And for my workout tracking – it’s fun! I created little symbols for my different workouts just for laughs and I love seeing how little white space I can leave at the end of the month by filling the whole page with sweat sessions.
Ideally I would love to be taking more progress photos and recording my measurements as well, but I seem to avoid those tasks pretty successfully on a regular basis. My true test of progress? A favorite pair of shorts that haven’t fit in a long time. When those slip on again, I’ll be ready to celebrate.
• Cost: $15 for a calendar •
Having healthy, nutritious and restricted meals provided for you is probably the number one benefit to an actual health retreat. Admittedly, I’m eating a little less strictly in my self-styled version than I would in a “real” one – but I’m okay with that. It’s helping me find healthier ways to live that can be applied to real life, and not just live within the confines of a health resort.

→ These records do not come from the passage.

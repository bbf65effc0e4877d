//! Per-date factor computation over a live universe.
//!
//! Each rebalance date is scored independently, so dates are spread across
//! the rayon pool and merged back by key afterwards. The merged panel is
//! identical to what a sequential pass would produce.

use std::collections::{BTreeMap, BTreeSet};

use polars::prelude::*;
use rayon::prelude::*;
use ronda_data::TimeSeriesStore;
use ronda_traits::{Date, Result, Symbol};
use tracing::{debug, warn};

use crate::config::FactorConfig;
use crate::registry::create_signal;
use crate::signal::Signal;

/// One raw factor value: `(instrument, rebalance date, factor, raw value)`.
#[derive(Debug, Clone, PartialEq)]
pub struct FactorSignal {
    /// Instrument identifier.
    pub symbol: Symbol,
    /// Rebalance date.
    pub date: Date,
    /// Factor name.
    pub factor: String,
    /// Raw value, `None` when undefined.
    pub raw_value: Option<f64>,
}

/// Name and orientation of a computed factor.
#[derive(Debug, Clone, PartialEq, Eq)]
pub struct FactorMeta {
    /// Factor name.
    pub name: String,
    /// Whether larger raw values rank higher.
    pub higher_is_better: bool,
}

/// Raw values for one factor at one date, keyed by instrument.
pub type CrossSection = BTreeMap<Symbol, Option<f64>>;

type DateSlice = BTreeMap<String, CrossSection>;

/// Raw factor values indexed by date, factor and instrument.
///
/// Every instrument of a date's universe has an entry for every factor, even
/// when the value is undefined.
#[derive(Debug, Clone, Default, PartialEq)]
pub struct FactorPanel {
    factors: Vec<FactorMeta>,
    values: BTreeMap<Date, DateSlice>,
}

impl FactorPanel {
    /// Assemble a panel from precomputed slices.
    #[must_use]
    pub const fn from_parts(
        factors: Vec<FactorMeta>,
        values: BTreeMap<Date, BTreeMap<String, CrossSection>>,
    ) -> Self {
        Self { factors, values }
    }

    /// Factors in computation order.
    #[must_use]
    pub fn factors(&self) -> &[FactorMeta] {
        &self.factors
    }

    /// Rebalance dates, ascending.
    pub fn dates(&self) -> impl Iterator<Item = Date> + '_ {
        self.values.keys().copied()
    }

    /// Raw values of `factor` at `date`.
    #[must_use]
    pub fn cross_section(&self, date: Date, factor: &str) -> Option<&CrossSection> {
        self.values.get(&date)?.get(factor)
    }

    /// Instruments scored at `date`.
    #[must_use]
    pub fn universe(&self, date: Date) -> BTreeSet<Symbol> {
        self.values
            .get(&date)
            .into_iter()
            .flat_map(|slice| slice.values())
            .flat_map(|section| section.keys().cloned())
            .collect()
    }

    /// Raw value of one (date, factor, instrument), `None` when undefined or
    /// not scored.
    #[must_use]
    pub fn raw_value(&self, date: Date, factor: &str, symbol: &str) -> Option<f64> {
        self.cross_section(date, factor)?.get(symbol).copied().flatten()
    }

    /// Number of instruments with a defined value for `factor` at `date`.
    #[must_use]
    pub fn defined_count(&self, date: Date, factor: &str) -> usize {
        self.cross_section(date, factor)
            .map_or(0, |section| section.values().filter(|v| v.is_some()).count())
    }

    /// Flatten into one record per (date, factor, instrument).
    #[must_use]
    pub fn signals(&self) -> Vec<FactorSignal> {
        self.values
            .iter()
            .flat_map(|(date, slice)| {
                slice.iter().flat_map(move |(factor, section)| {
                    section.iter().map(move |(symbol, value)| FactorSignal {
                        symbol: symbol.clone(),
                        date: *date,
                        factor: factor.clone(),
                        raw_value: *value,
                    })
                })
            })
            .collect()
    }

    /// Long-format frame with columns `date`, `factor`, `symbol`, `raw_value`.
    pub fn to_frame(&self) -> Result<DataFrame> {
        let signals = self.signals();
        let dates: Vec<String> = signals.iter().map(|s| s.date.to_string()).collect();
        let factors: Vec<&str> = signals.iter().map(|s| s.factor.as_str()).collect();
        let symbols: Vec<&str> = signals.iter().map(|s| s.symbol.as_str()).collect();
        let values: Vec<Option<f64>> = signals.iter().map(|s| s.raw_value).collect();

        Ok(df! {
            "date" => dates,
            "factor" => factors,
            "symbol" => symbols,
            "raw_value" => values,
        }?)
    }
}

/// Computes every configured factor for every instrument of each date's
/// universe.
#[derive(Debug)]
pub struct FactorComputer {
    signals: Vec<Box<dyn Signal>>,
}

impl FactorComputer {
    /// Create a computer over explicit signals.
    #[must_use]
    pub fn new(signals: Vec<Box<dyn Signal>>) -> Self {
        Self { signals }
    }

    /// Create a computer for the factors enabled in `config`.
    ///
    /// # Errors
    ///
    /// Returns [`ronda_traits::RondaError::SignalNotFound`] for an unknown
    /// factor name and [`ronda_traits::RondaError::InvalidConfig`] for a
    /// duplicate one.
    pub fn from_config(config: &FactorConfig) -> Result<Self> {
        let mut seen = BTreeSet::new();
        let mut signals = Vec::with_capacity(config.enabled.len());
        for name in &config.enabled {
            if !seen.insert(name.as_str()) {
                return Err(ronda_traits::RondaError::InvalidConfig(format!(
                    "factor '{name}' enabled twice"
                )));
            }
            signals.push(create_signal(name, config)?);
        }
        Ok(Self::new(signals))
    }

    /// Names and orientation of the computed factors.
    #[must_use]
    pub fn factors(&self) -> Vec<FactorMeta> {
        self.signals
            .iter()
            .map(|s| FactorMeta {
                name: s.name().to_string(),
                higher_is_better: s.higher_is_better(),
            })
            .collect()
    }

    /// Score one rebalance date.
    ///
    /// Data gaps for a single instrument make its value undefined for that
    /// date; any other error aborts.
    pub fn compute_date(
        &self,
        store: &TimeSeriesStore,
        date: Date,
        universe: &BTreeSet<Symbol>,
    ) -> Result<BTreeMap<String, CrossSection>> {
        let mut slice = BTreeMap::new();
        for signal in &self.signals {
            let view = signal.cutoff(date).map(|cutoff| store.as_of(cutoff));
            let mut section = CrossSection::new();
            for symbol in universe {
                let value = match &view {
                    Some(view) => match signal.compute(view, symbol, date) {
                        Ok(value) => value.filter(|v| v.is_finite()),
                        Err(e) if e.is_local() => {
                            warn!(%date, factor = signal.name(), %symbol, error = %e, "excluding instrument");
                            None
                        }
                        Err(e) => return Err(e),
                    },
                    None => None,
                };
                section.insert(symbol.clone(), value);
            }
            debug!(
                %date,
                factor = signal.name(),
                defined = section.values().filter(|v| v.is_some()).count(),
                universe = universe.len(),
                "computed factor"
            );
            slice.insert(signal.name().to_string(), section);
        }
        Ok(slice)
    }

    /// Score every date in `universes`.
    pub fn compute(
        &self,
        store: &TimeSeriesStore,
        universes: &BTreeMap<Date, BTreeSet<Symbol>>,
    ) -> Result<FactorPanel> {
        let slices: Vec<(Date, DateSlice)> = universes
            .par_iter()
            .map(|(date, universe)| Ok((*date, self.compute_date(store, *date, universe)?)))
            .collect::<Result<_>>()?;

        Ok(FactorPanel::from_parts(self.factors(), slices.into_iter().collect()))
    }
}
//! Signal registry for discovering and constructing the available factors.

use ronda_traits::{Result, RondaError};
use serde::{Deserialize, Serialize};

use crate::config::FactorConfig;
use crate::momentum::PriceMomentum;
use crate::quality::GrossProfitability;
use crate::signal::Signal;
use crate::value::EarningsYield;
use crate::volatility::TrailingVolatility;

/// Signal category classification.
#[derive(Debug, Clone, Copy, PartialEq, Eq, PartialOrd, Ord, Hash, Serialize, Deserialize)]
#[serde(rename_all = "snake_case")]
pub enum SignalCategory {
    /// Price momentum signals
    Momentum,
    /// Valuation signals
    Value,
    /// Profitability and quality signals
    Quality,
    /// Return dispersion signals
    Volatility,
}

impl SignalCategory {
    /// Get a human-readable description of the category.
    #[must_use]
    pub const fn description(&self) -> &str {
        match self {
            Self::Momentum => "Price momentum and trend-following signals",
            Self::Value => "Valuation metrics comparing fundamentals to price",
            Self::Quality => "Profitability and operational efficiency metrics",
            Self::Volatility => "Trailing return dispersion, low preferred",
        }
    }
}

/// Metadata about a signal.
#[derive(Debug, Clone, Serialize)]
pub struct SignalInfo {
    /// Unique identifier for the signal
    pub name: &'static str,

    /// Category classification
    pub category: SignalCategory,

    /// Human-readable description
    pub description: &'static str,

    /// Default months of history or reporting lag
    pub typical_lookback_months: u32,

    /// Whether the signal requires fundamental data
    pub requires_fundamentals: bool,

    /// Whether larger raw values rank higher
    pub higher_is_better: bool,
}

/// Get information about all available signals.
#[must_use]
pub fn available_signals() -> Vec<SignalInfo> {
    vec![
        SignalInfo {
            name: "momentum",
            category: SignalCategory::Momentum,
            description: "12-month price return skipping the most recent month",
            typical_lookback_months: 13,
            requires_fundamentals: false,
            higher_is_better: true,
        },
        SignalInfo {
            name: "value",
            category: SignalCategory::Value,
            description: "Trailing twelve month earnings over market cap, one quarter lag",
            typical_lookback_months: 3,
            requires_fundamentals: true,
            higher_is_better: true,
        },
        SignalInfo {
            name: "quality",
            category: SignalCategory::Quality,
            description: "Gross profit over total assets, one quarter lag",
            typical_lookback_months: 3,
            requires_fundamentals: true,
            higher_is_better: true,
        },
        SignalInfo {
            name: "volatility",
            category: SignalCategory::Volatility,
            description: "Sample std of the trailing 12 monthly returns",
            typical_lookback_months: 12,
            requires_fundamentals: false,
            higher_is_better: false,
        },
    ]
}

/// Get all signals in a specific category.
#[must_use]
pub fn signals_by_category(category: &SignalCategory) -> Vec<SignalInfo> {
    available_signals()
        .into_iter()
        .filter(|info| &info.category == category)
        .collect()
}

/// Get information about a specific signal by name.
#[must_use]
pub fn get_signal_info(name: &str) -> Option<SignalInfo> {
    available_signals()
        .into_iter()
        .find(|info| info.name == name)
}

/// Get all signal categories with signals.
#[must_use]
pub fn available_categories() -> Vec<SignalCategory> {
    let mut categories: Vec<_> = available_signals()
        .into_iter()
        .map(|info| info.category)
        .collect();
    categories.sort();
    categories.dedup();
    categories
}

/// Construct the signal registered under `name`, parameterized by `config`.
///
/// # Errors
///
/// Returns [`RondaError::SignalNotFound`] for an unknown name.
pub fn create_signal(name: &str, config: &FactorConfig) -> Result<Box<dyn Signal>> {
    match name {
        "momentum" => Ok(Box::new(PriceMomentum::new(config.momentum.clone()))),
        "value" => Ok(Box::new(EarningsYield::new(config.value.clone()))),
        "quality" => Ok(Box::new(GrossProfitability::new(config.quality.clone()))),
        "volatility" => Ok(Box::new(TrailingVolatility::new(config.volatility.clone()))),
        other => Err(RondaError::SignalNotFound(other.to_string())),
    }
}

#[cfg(test)]
mod tests {
    use super::*;

    #[test]
    fn test_available_signals() {
        let names: Vec<_> = available_signals().iter().map(|s| s.name).collect();
        assert_eq!(names, vec!["momentum", "value", "quality", "volatility"]);
    }

    #[test]
    fn test_signals_by_category() {
        assert_eq!(signals_by_category(&SignalCategory::Momentum).len(), 1);
        assert_eq!(signals_by_category(&SignalCategory::Volatility).len(), 1);
    }

    #[test]
    fn test_get_signal_info() {
        let info = get_signal_info("volatility").unwrap();
        assert_eq!(info.category, SignalCategory::Volatility);
        assert!(!info.higher_is_better);
        assert!(!info.requires_fundamentals);

        assert!(get_signal_info("nonexistent_signal").is_none());
    }

    #[test]
    fn test_available_categories() {
        assert_eq!(
            available_categories(),
            vec![
                SignalCategory::Momentum,
                SignalCategory::Value,
                SignalCategory::Quality,
                SignalCategory::Volatility,
            ]
        );
    }

    #[test]
    fn test_create_signal_matches_registry() {
        let config = FactorConfig::default();
        for info in available_signals() {
            let signal = create_signal(info.name, &config).unwrap();
            assert_eq!(signal.name(), info.name);
            assert_eq!(signal.category(), info.category);
            assert_eq!(signal.higher_is_better(), info.higher_is_better);
            assert_eq!(signal.lookback_months(), info.typical_lookback_months);
            assert_eq!(
                signal.required_fields().iter().any(|f| f.is_fundamental()),
                info.requires_fundamentals
            );
        }
    }

    #[test]
    fn test_create_unknown_signal() {
        let err = create_signal("carry", &FactorConfig::default()).unwrap_err();
        assert!(matches!(err, RondaError::SignalNotFound(_)));
    }
}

The past year has opened my eyes in many ways. Overall, I’ve become a drastically less picky eater over the years. But now I’m also experimenting with a more plant-based diet than I’ve ever eaten before, I’m ordering more carefully when I eat out (which is often) and I’m even discovering new foods – I ordered tofu for the first time in my life, and actually enjoyed it it.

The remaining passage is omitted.